Report back each line of the data that contains the word "EventStream".

···

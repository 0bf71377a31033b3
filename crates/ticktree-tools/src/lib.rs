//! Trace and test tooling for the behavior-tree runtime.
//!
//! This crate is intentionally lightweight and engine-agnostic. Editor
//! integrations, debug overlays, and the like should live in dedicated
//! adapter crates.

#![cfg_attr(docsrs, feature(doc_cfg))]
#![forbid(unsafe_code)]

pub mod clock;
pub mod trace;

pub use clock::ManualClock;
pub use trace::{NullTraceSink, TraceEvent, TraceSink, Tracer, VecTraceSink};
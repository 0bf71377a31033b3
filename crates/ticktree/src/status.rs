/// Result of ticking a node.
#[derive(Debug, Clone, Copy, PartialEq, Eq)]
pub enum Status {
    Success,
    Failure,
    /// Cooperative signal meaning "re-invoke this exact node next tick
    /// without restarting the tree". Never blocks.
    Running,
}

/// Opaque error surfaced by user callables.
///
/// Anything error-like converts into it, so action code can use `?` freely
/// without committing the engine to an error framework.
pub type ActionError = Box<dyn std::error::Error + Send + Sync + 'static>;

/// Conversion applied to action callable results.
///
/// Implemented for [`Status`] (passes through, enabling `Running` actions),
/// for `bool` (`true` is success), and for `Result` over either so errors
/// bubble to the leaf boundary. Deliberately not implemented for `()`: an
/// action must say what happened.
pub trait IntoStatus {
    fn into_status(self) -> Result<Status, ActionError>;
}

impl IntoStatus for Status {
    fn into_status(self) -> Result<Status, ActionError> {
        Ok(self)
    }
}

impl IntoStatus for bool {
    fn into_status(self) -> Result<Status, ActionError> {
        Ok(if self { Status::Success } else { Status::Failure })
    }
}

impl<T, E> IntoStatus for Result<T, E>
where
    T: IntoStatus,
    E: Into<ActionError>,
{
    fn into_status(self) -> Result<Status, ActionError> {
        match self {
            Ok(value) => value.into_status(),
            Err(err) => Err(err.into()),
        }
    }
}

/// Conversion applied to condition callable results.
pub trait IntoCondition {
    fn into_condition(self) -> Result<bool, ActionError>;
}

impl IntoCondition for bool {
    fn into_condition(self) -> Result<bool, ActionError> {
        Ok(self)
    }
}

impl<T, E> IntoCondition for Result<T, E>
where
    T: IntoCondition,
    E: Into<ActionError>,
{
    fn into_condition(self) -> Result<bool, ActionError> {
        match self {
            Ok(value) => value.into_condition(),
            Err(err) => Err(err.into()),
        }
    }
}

···

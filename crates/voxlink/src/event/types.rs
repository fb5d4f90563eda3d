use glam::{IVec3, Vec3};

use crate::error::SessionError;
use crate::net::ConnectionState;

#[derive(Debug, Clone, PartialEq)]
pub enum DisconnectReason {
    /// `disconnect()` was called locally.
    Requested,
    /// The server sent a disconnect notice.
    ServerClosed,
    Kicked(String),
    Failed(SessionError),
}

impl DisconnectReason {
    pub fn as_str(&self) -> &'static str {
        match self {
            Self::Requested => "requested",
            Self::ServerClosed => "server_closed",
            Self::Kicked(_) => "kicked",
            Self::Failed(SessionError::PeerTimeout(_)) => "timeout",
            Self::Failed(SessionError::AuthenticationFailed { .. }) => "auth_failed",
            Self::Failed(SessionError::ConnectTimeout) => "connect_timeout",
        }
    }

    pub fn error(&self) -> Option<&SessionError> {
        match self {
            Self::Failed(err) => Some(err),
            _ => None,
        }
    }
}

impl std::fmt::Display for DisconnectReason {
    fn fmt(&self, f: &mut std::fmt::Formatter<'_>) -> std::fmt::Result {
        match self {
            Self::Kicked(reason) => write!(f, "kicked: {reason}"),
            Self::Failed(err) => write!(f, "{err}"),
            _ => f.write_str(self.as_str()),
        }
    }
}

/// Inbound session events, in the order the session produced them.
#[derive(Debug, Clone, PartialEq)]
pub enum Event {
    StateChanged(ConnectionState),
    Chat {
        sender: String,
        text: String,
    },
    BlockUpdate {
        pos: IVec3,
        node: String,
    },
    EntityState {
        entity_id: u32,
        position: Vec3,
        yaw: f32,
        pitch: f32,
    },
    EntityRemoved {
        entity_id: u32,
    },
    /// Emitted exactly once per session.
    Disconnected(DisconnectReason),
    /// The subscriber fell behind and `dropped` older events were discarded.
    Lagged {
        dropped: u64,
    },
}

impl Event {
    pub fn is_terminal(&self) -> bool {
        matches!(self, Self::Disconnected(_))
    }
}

···

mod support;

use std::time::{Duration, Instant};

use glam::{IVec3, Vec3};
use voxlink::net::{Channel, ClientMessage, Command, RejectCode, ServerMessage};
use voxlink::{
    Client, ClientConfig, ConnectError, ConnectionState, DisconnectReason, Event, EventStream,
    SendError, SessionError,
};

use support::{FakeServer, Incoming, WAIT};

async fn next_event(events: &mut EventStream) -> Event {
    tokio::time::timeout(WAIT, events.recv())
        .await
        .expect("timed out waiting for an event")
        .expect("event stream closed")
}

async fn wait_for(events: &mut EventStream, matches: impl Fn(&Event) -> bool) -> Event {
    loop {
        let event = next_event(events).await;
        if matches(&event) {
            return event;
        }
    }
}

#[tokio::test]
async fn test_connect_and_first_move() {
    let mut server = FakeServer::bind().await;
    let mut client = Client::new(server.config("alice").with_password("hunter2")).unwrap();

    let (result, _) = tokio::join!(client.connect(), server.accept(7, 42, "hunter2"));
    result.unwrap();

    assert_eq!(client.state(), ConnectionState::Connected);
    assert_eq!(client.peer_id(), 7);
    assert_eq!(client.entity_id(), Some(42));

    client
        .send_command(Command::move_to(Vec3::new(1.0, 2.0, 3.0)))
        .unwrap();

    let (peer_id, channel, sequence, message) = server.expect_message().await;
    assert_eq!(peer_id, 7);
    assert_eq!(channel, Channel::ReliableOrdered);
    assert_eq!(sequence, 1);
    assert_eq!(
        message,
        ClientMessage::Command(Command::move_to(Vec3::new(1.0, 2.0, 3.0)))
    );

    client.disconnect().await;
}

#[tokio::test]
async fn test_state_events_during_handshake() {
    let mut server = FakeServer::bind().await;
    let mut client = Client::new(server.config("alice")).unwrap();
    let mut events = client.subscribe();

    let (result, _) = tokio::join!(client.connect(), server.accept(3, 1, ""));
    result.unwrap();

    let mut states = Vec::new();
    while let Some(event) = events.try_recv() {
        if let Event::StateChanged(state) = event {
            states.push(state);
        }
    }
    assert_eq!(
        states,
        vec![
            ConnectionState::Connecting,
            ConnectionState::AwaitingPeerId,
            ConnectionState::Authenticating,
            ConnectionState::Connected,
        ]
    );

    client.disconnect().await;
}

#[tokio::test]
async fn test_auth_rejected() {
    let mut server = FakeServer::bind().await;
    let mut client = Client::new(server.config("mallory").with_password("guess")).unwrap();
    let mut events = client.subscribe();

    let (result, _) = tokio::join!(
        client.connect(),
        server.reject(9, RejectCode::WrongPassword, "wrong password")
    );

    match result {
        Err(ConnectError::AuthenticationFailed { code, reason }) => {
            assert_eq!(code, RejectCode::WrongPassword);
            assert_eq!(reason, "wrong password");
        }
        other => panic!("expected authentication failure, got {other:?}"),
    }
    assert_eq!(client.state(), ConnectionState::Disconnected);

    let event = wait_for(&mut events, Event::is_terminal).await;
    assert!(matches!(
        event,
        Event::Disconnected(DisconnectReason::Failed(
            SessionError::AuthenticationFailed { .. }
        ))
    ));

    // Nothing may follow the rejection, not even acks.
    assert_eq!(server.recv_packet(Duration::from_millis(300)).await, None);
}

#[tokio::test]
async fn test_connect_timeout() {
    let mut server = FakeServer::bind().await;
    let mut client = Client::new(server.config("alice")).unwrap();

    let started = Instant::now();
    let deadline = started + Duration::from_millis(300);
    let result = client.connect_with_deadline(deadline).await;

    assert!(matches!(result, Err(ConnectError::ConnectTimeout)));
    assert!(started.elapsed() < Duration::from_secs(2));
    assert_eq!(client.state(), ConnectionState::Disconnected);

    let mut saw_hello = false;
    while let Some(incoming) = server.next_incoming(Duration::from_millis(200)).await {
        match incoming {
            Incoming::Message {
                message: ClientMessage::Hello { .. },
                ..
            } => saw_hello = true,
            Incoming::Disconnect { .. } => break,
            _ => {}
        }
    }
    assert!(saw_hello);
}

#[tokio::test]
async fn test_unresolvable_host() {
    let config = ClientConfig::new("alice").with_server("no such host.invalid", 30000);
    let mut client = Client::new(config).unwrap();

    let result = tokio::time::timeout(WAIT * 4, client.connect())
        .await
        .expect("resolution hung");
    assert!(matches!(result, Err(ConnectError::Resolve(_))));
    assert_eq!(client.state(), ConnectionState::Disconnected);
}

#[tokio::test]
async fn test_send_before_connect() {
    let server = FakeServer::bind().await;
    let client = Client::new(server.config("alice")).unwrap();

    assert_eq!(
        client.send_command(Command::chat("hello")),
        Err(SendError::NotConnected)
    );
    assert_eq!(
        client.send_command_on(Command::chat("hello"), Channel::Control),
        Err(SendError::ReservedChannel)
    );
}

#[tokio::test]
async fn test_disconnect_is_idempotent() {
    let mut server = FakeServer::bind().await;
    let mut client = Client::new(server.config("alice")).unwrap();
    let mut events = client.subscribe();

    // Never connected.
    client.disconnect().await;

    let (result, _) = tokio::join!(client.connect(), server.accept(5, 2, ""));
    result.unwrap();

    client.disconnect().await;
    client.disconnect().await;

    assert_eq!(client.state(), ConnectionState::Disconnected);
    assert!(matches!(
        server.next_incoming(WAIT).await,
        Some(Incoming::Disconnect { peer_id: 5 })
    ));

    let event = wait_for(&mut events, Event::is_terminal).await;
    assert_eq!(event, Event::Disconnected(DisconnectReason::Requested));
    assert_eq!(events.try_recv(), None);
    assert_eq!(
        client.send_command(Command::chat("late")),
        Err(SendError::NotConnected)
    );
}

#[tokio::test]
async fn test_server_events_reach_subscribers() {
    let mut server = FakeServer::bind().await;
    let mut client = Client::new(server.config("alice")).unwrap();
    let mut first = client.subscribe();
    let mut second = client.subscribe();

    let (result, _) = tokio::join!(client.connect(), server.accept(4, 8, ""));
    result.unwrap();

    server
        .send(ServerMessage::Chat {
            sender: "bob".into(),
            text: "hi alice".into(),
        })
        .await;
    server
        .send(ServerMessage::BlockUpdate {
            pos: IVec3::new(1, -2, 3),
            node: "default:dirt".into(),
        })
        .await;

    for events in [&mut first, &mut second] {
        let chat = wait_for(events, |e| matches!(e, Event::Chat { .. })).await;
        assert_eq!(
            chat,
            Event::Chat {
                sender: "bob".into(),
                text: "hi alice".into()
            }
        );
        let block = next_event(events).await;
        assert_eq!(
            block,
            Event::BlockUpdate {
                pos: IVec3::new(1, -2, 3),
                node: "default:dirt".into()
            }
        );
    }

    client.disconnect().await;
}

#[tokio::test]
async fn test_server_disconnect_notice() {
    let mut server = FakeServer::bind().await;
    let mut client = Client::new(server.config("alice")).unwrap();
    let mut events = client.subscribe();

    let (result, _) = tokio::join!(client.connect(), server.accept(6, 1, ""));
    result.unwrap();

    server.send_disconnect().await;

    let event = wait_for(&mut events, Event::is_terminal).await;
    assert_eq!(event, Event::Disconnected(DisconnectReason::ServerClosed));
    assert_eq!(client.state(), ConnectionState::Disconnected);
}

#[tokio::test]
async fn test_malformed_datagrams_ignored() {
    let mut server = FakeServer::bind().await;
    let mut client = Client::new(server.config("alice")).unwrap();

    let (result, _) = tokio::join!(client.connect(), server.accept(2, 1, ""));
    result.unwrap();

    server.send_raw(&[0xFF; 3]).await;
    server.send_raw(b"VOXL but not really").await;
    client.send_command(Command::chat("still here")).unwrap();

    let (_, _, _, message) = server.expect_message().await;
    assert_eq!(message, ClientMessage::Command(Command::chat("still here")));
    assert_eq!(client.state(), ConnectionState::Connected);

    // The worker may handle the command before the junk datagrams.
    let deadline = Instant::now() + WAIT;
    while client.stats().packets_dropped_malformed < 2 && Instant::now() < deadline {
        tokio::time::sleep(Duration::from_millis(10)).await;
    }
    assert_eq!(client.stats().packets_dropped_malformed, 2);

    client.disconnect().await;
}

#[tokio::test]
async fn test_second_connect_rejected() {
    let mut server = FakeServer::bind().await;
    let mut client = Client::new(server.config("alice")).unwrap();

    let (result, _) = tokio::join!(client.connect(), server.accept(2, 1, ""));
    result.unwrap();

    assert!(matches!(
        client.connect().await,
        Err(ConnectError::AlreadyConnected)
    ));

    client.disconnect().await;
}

···

→ Output below:
    Client, ClientConfig, ConnectError, ConnectionState, DisconnectReason, Event, EventStream,
async fn next_event(events: &mut EventStream) -> Event {
async fn wait_for(events: &mut EventStream, matches: impl Fn(&Event) -> bool) -> Event {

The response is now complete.